— About this exercise —
Restate word for word the lines of the material below, from the line with "impl SyncServiceTrait for" to the line with "self.limiter", both lines included, and no others.

— Records for this task —

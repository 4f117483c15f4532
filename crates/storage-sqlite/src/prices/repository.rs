use async_trait::async_trait;
use chrono::{NaiveDate, Utc};
use diesel::prelude::*;
use diesel::SqliteConnection;
use std::sync::Arc;

use pricesync_core::prices::{DailyPricePoint, PriceStore};
use pricesync_core::Result;

use super::model::{format_date, DailyPriceDB};
use crate::db::{get_connection, DbPool, WriteHandle};
use crate::errors::IntoCore;
use crate::schema::daily_prices;

pub struct PriceRepository {
    pool: Arc<DbPool>,
    writer: WriteHandle,
}

impl PriceRepository {
    pub fn new(pool: Arc<DbPool>, writer: WriteHandle) -> Self {
        PriceRepository { pool, writer }
    }
}

#[async_trait]
impl PriceStore for PriceRepository {
    async fn upsert_price_point(&self, point: &DailyPricePoint) -> Result<()> {
        let row = DailyPriceDB::from_point(point, Utc::now().naive_utc());
        self.writer
            .exec(move |conn: &mut SqliteConnection| -> Result<()> {
                diesel::insert_into(daily_prices::table)
                    .values(&row)
                    .on_conflict((daily_prices::symbol, daily_prices::date))
                    .do_update()
                    .set(&row)
                    .execute(conn)
                    .into_core()?;
                Ok(())
            })
            .await
    }

    async fn delete_points_before(&self, cutoff: NaiveDate) -> Result<usize> {
        let cutoff = format_date(cutoff);
        self.writer
            .exec(move |conn: &mut SqliteConnection| -> Result<usize> {
                diesel::delete(daily_prices::table.filter(daily_prices::date.lt(cutoff)))
                    .execute(conn)
                    .into_core()
            })
            .await
    }

    fn price_points(
        &self,
        symbol: &str,
        from: Option<NaiveDate>,
        to: Option<NaiveDate>,
    ) -> Result<Vec<DailyPricePoint>> {
        let mut conn = get_connection(&self.pool)?;

        let mut query = daily_prices::table
            .filter(daily_prices::symbol.eq(symbol))
            .into_boxed();
        if let Some(from) = from {
            query = query.filter(daily_prices::date.ge(format_date(from)));
        }
        if let Some(to) = to {
            query = query.filter(daily_prices::date.le(format_date(to)));
        }

        let rows = query
            .select(DailyPriceDB::as_select())
            .order(daily_prices::date.asc())
            .load(&mut conn)
            .into_core()?;

        rows.into_iter().map(DailyPriceDB::into_point).collect()
    }
}
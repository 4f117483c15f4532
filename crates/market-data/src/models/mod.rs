//! Market data models
//!
//! - `quote` - Current quote snapshot (QuoteSnapshot)
//! - `history` - Historical bars and bar intervals (HistoricalBar, Interval)
//! - `search` - Search result data (SearchResult)

mod history;
mod quote;
mod search;

pub use history::{HistoricalBar, Interval};
pub use quote::QuoteSnapshot;
pub use search::SearchResult;
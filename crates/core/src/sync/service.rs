use std::sync::Arc;

use async_trait::async_trait;
use chrono::NaiveDate;
use log::{debug, info};

use pricesync_market_data::{MarketDataProvider, RateLimiter, ResponseCache, SearchResult};

use super::config::SyncConfig;
use super::model::{BatchReport, SymbolSnapshot, SymbolUpdateResult};
use super::scheduler::BatchScheduler;
use super::symbol::ResolvedSymbol;
use super::updater::SymbolUpdater;
use crate::errors::{Error, Result, ValidationError};
use crate::prices::PriceStore;
use crate::securities::SecurityStore;

/// Operations exposed to triggers (HTTP handlers, the daily job, tests).
#[async_trait]
pub trait SyncServiceTrait: Send + Sync {
    /// Update a batch of symbols.
    ///
    /// The whole input is validated first; any invalid symbol or a zero
    /// concurrency rejects the call before any provider traffic.
    async fn synchronize(&self, symbols: &[String], concurrency: usize) -> Result<BatchReport>;

    /// Update one symbol.
    async fn synchronize_one(&self, symbol: &str) -> Result<SymbolUpdateResult>;

    /// Look up symbols at the provider.
    async fn search_symbols(&self, query: &str) -> Result<Vec<SearchResult>>;

    /// Stop tracking a security: remove it with its price points and drop its
    /// cached snapshot. Returns false when no such security existed.
    async fn delete_security(&self, symbol: &str) -> Result<bool>;

    /// Storage symbols of every tracked security.
    fn tracked_symbols(&self) -> Result<Vec<String>>;

    /// Remove price points dated before `cutoff`. Returns the count removed.
    async fn cleanup_before(&self, cutoff: NaiveDate) -> Result<usize>;

    fn config(&self) -> &SyncConfig;
}

/// Default [`SyncServiceTrait`] implementation.
///
/// Owns the process-wide rate limiter and response cache, so one instance
/// should be shared by every trigger.
pub struct SyncService {
    provider: Arc<dyn MarketDataProvider>,
    securities: Arc<dyn SecurityStore>,
    prices: Arc<dyn PriceStore>,
    limiter: Arc<RateLimiter>,
    updater: Arc<SymbolUpdater>,
    scheduler: BatchScheduler,
    config: Arc<SyncConfig>,
}

impl SyncService {
    pub fn new(
        provider: Arc<dyn MarketDataProvider>,
        securities: Arc<dyn SecurityStore>,
        prices: Arc<dyn PriceStore>,
        config: SyncConfig,
    ) -> Result<Self> {
        config.validate()?;

        let limiter = Arc::new(RateLimiter::with_config(config.rate_limit));
        let mut cache = ResponseCache::<SymbolSnapshot>::new(config.cache_ttl);
        if let Some(max) = config.cache_max_entries {
            cache = cache.with_max_entries(max);
        }
        let config = Arc::new(config);

        let updater = Arc::new(SymbolUpdater::new(
            provider.clone(),
            securities.clone(),
            prices.clone(),
            limiter.clone(),
            Arc::new(cache),
            config.clone(),
        ));

        Ok(Self {
            provider,
            securities,
            prices,
            limiter,
            scheduler: BatchScheduler::new(updater.clone()),
            updater,
            config,
        })
    }

    fn resolve(&self, symbol: &str) -> Result<ResolvedSymbol> {
        Ok(ResolvedSymbol::parse(symbol, &self.config.default_suffix)?)
    }
}

#[async_trait]
impl SyncServiceTrait for SyncService {
    async fn synchronize(&self, symbols: &[String], concurrency: usize) -> Result<BatchReport> {
        if concurrency == 0 {
            return Err(ValidationError::InvalidInput(
                "concurrency must be at least 1".to_string(),
            )
            .into());
        }

        let resolved = symbols
            .iter()
            .map(|s| self.resolve(s))
            .collect::<Result<Vec<_>>>()?;

        if resolved.is_empty() {
            debug!("synchronize called with no symbols");
            return Ok(BatchReport::default());
        }

        Ok(self.scheduler.run(resolved, concurrency).await)
    }

    async fn synchronize_one(&self, symbol: &str) -> Result<SymbolUpdateResult> {
        let resolved = self.resolve(symbol)?;
        Ok(self.updater.update(&resolved).await)
    }

    async fn search_symbols(&self, query: &str) -> Result<Vec<SearchResult>> {
        let query = query.trim();
        if query.is_empty() {
            return Err(ValidationError::MissingField("query".to_string()).into());
        }

        self.limiter
            .acquire(&format!("search:{}", query.to_uppercase()))
            .await;
        self.provider
            .search_symbols(query)
            .await
            .map_err(Error::MarketData)
    }

    async fn delete_security(&self, symbol: &str) -> Result<bool> {
        let resolved = self.resolve(symbol)?;
        let deleted = self.securities.delete_security(&resolved.storage).await?;
        self.updater.forget(&resolved.storage);
        if deleted {
            info!("Stopped tracking {}", resolved.storage);
        }
        Ok(deleted)
    }

    fn tracked_symbols(&self) -> Result<Vec<String>> {
        self.securities.list_symbols()
    }

    async fn cleanup_before(&self, cutoff: NaiveDate) -> Result<usize> {
        let deleted = self.prices.delete_points_before(cutoff).await?;
        info!("Removed {} price points dated before {}", deleted, cutoff);
        Ok(deleted)
    }

    fn config(&self) -> &SyncConfig {
        &self.config
    }
}
use std::sync::Arc;

use axum::{routing::get, Router};
use tower_http::{
    cors::{Any, CorsLayer},
    timeout::TimeoutLayer,
    trace::TraceLayer,
};

use crate::{config::Config, main_lib::AppState};

pub mod dto;
pub mod securities;
pub mod sync;

pub async fn healthz() -> &'static str {
    "ok"
}

pub fn app_router(state: Arc<AppState>, config: &Config) -> Router {
    let cors = if config.cors_allow.iter().any(|o| o == "*") {
        CorsLayer::new().allow_origin(Any)
    } else {
        let origins = config
            .cors_allow
            .iter()
            .filter_map(|o| match o.parse() {
                Ok(origin) => Some(origin),
                Err(_) => {
                    tracing::warn!("Ignoring invalid CORS origin '{}'", o);
                    None
                }
            })
            .collect::<Vec<_>>();
        CorsLayer::new().allow_origin(origins)
    };

    let api = Router::new()
        .route("/healthz", get(healthz))
        .merge(sync::router())
        .merge(securities::router())
        .with_state(state);

    Router::new()
        .nest("/api/v1", api)
        .layer(TimeoutLayer::new(config.request_timeout))
        .layer(cors)
        .layer(TraceLayer::new_for_http())
}
use std::fmt;
use std::str::FromStr;

use chrono::NaiveDate;
use rust_decimal::Decimal;
use serde::{Deserialize, Serialize};

use crate::errors::MarketDataError;

/// Bar interval for historical requests.
#[derive(Clone, Copy, Debug, Default, PartialEq, Eq, Hash, Serialize, Deserialize)]
pub enum Interval {
    #[default]
    #[serde(rename = "1d")]
    Daily,
    #[serde(rename = "1wk")]
    Weekly,
    #[serde(rename = "1mo")]
    Monthly,
}

impl Interval {
    /// Interval code as understood by the Yahoo chart endpoint.
    pub fn as_str(&self) -> &'static str {
        match self {
            Interval::Daily => "1d",
            Interval::Weekly => "1wk",
            Interval::Monthly => "1mo",
        }
    }
}

impl fmt::Display for Interval {
    fn fmt(&self, f: &mut fmt::Formatter<'_>) -> fmt::Result {
        f.write_str(self.as_str())
    }
}

impl FromStr for Interval {
    type Err = MarketDataError;

    fn from_str(s: &str) -> Result<Self, Self::Err> {
        match s.trim() {
            "1d" => Ok(Interval::Daily),
            "1wk" => Ok(Interval::Weekly),
            "1mo" => Ok(Interval::Monthly),
            other => Err(MarketDataError::ValidationFailed {
                message: format!("Unknown interval '{}'", other),
            }),
        }
    }
}

/// One historical bar.
///
/// Every field is optional because providers routinely return gaps (holidays,
/// suspended trading, partial rows). Callers decide how to fill them.
#[derive(Clone, Debug, Default, PartialEq, Serialize, Deserialize)]
#[serde(rename_all = "camelCase")]
pub struct HistoricalBar {
    pub date: Option<NaiveDate>,
    pub open: Option<Decimal>,
    pub high: Option<Decimal>,
    pub low: Option<Decimal>,
    pub close: Option<Decimal>,
    pub volume: Option<u64>,
    pub adj_close: Option<Decimal>,
}
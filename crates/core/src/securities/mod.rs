//! Securities: one record per tracked symbol.
//!
//! - [`model`] - Security and the upsert payload
//! - [`store`] - Storage trait

pub mod model;
pub mod store;

pub use model::{NewSecurity, Security};
pub use store::SecurityStore;
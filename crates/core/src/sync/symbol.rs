//! Symbol normalization.
//!
//! Every user-supplied symbol has two canonical forms:
//! - the provider form, sent to the market data provider ("TCS.NS"), and
//! - the storage form, used as the security key ("TCS").
//!
//! The provider form is the trimmed, upper-cased input with the default
//! market suffix appended when the input carries no suffix. The storage form
//! is the provider form without the default suffix, so "tcs", "TCS" and
//! "TCS.NS" all land on the same security while "TCS.BO" stays distinct.
//! Yahoo index symbols ("^NSEI") never get a suffix.

use serde::Serialize;

use crate::errors::ValidationError;

/// A validated symbol in all the forms the engine needs.
#[derive(Debug, Clone, PartialEq, Eq, Hash, Serialize)]
#[serde(rename_all = "camelCase")]
pub struct ResolvedSymbol {
    /// Symbol exactly as the caller supplied it; used in reports.
    pub input: String,
    /// Symbol sent to the provider.
    pub provider: String,
    /// Symbol used as the storage key.
    pub storage: String,
}

impl ResolvedSymbol {
    /// Validate and normalize `raw`.
    pub fn parse(raw: &str, default_suffix: &str) -> Result<Self, ValidationError> {
        let provider = provider_symbol(raw, default_suffix)?;
        let storage = storage_form(&provider, default_suffix);
        Ok(Self {
            input: raw.to_string(),
            provider,
            storage,
        })
    }
}

/// Provider form of `raw`. Idempotent.
pub fn provider_symbol(raw: &str, default_suffix: &str) -> Result<String, ValidationError> {
    let symbol = raw.trim().to_uppercase();

    if symbol.is_empty() {
        return Err(ValidationError::MissingField("symbol".to_string()));
    }
    if symbol.chars().any(char::is_whitespace) {
        return Err(ValidationError::InvalidInput(format!(
            "Symbol '{}' must not contain whitespace",
            raw.trim()
        )));
    }
    if symbol.matches('.').count() > 1 {
        return Err(ValidationError::InvalidInput(format!(
            "Symbol '{}' has more than one suffix separator",
            raw.trim()
        )));
    }
    if symbol.starts_with('.') || symbol.ends_with('.') {
        return Err(ValidationError::InvalidInput(format!(
            "Symbol '{}' has an empty base or suffix",
            raw.trim()
        )));
    }

    if symbol.contains('.') || symbol.starts_with('^') {
        Ok(symbol)
    } else {
        Ok(format!("{}{}", symbol, default_suffix.to_uppercase()))
    }
}

/// Storage form of `raw`. Idempotent.
pub fn storage_symbol(raw: &str, default_suffix: &str) -> Result<String, ValidationError> {
    provider_symbol(raw, default_suffix).map(|p| storage_form(&p, default_suffix))
}

fn storage_form(provider: &str, default_suffix: &str) -> String {
    // Index symbols never had the suffix appended, so there is nothing to strip.
    if provider.starts_with('^') {
        return provider.to_string();
    }
    let suffix = default_suffix.to_uppercase();
    match provider.strip_suffix(suffix.as_str()) {
        Some(base) if !base.is_empty() => base.to_string(),
        _ => provider.to_string(),
    }
}
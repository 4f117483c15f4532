//! SQLite storage implementation for PriceSync.
//!
//! This crate provides all database-related functionality using Diesel ORM with SQLite.
//! It implements the store traits defined in `pricesync-core` and contains:
//! - Database connection pooling and management
//! - Diesel migrations
//! - The single-writer actor every write goes through
//! - Repository implementations for securities and daily prices
//!
//! # Architecture
//!
//! This crate is the only place in the application where Diesel dependencies exist.
//!
//! ```text
//!            core (domain, traits)
//!                  │
//!                  ▼
//!          storage-sqlite (this crate)
//!                  │
//!                  ▼
//!              SQLite DB
//! ```

pub mod db;
pub mod errors;
pub mod schema;

// Repository implementations
pub mod prices;
pub mod securities;

// Re-export database utilities
pub use db::{
    create_pool, get_connection, get_db_path, init, run_migrations, spawn_writer, DbConnection,
    DbPool, WriteHandle,
};

// Re-export storage errors and conversion helpers
pub use errors::{IntoCore, StorageError};

pub use prices::PriceRepository;
pub use securities::SecurityRepository;

// Re-export from pricesync-core for convenience
pub use pricesync_core::errors::{DatabaseError, Error, Result};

— Solution for this task —
impl SyncServiceTrait for SyncService {
    async fn synchronize(&self, symbols: &[String], concurrency: usize) -> Result<BatchReport> {
        if concurrency == 0 {
            return Err(ValidationError::InvalidInput(
                "concurrency must be at least 1".to_string(),
            )
            .into());
        }

        let resolved = symbols
            .iter()
            .map(|s| self.resolve(s))
            .collect::<Result<Vec<_>>>()?;

        if resolved.is_empty() {
            debug!("synchronize called with no symbols");
            return Ok(BatchReport::default());
        }

        Ok(self.scheduler.run(resolved, concurrency).await)
    }

    async fn synchronize_one(&self, symbol: &str) -> Result<SymbolUpdateResult> {
        let resolved = self.resolve(symbol)?;
        Ok(self.updater.update(&resolved).await)
    }

    async fn search_symbols(&self, query: &str) -> Result<Vec<SearchResult>> {
        let query = query.trim();
        if query.is_empty() {
            return Err(ValidationError::MissingField("query".to_string()).into());
        }

        self.limiter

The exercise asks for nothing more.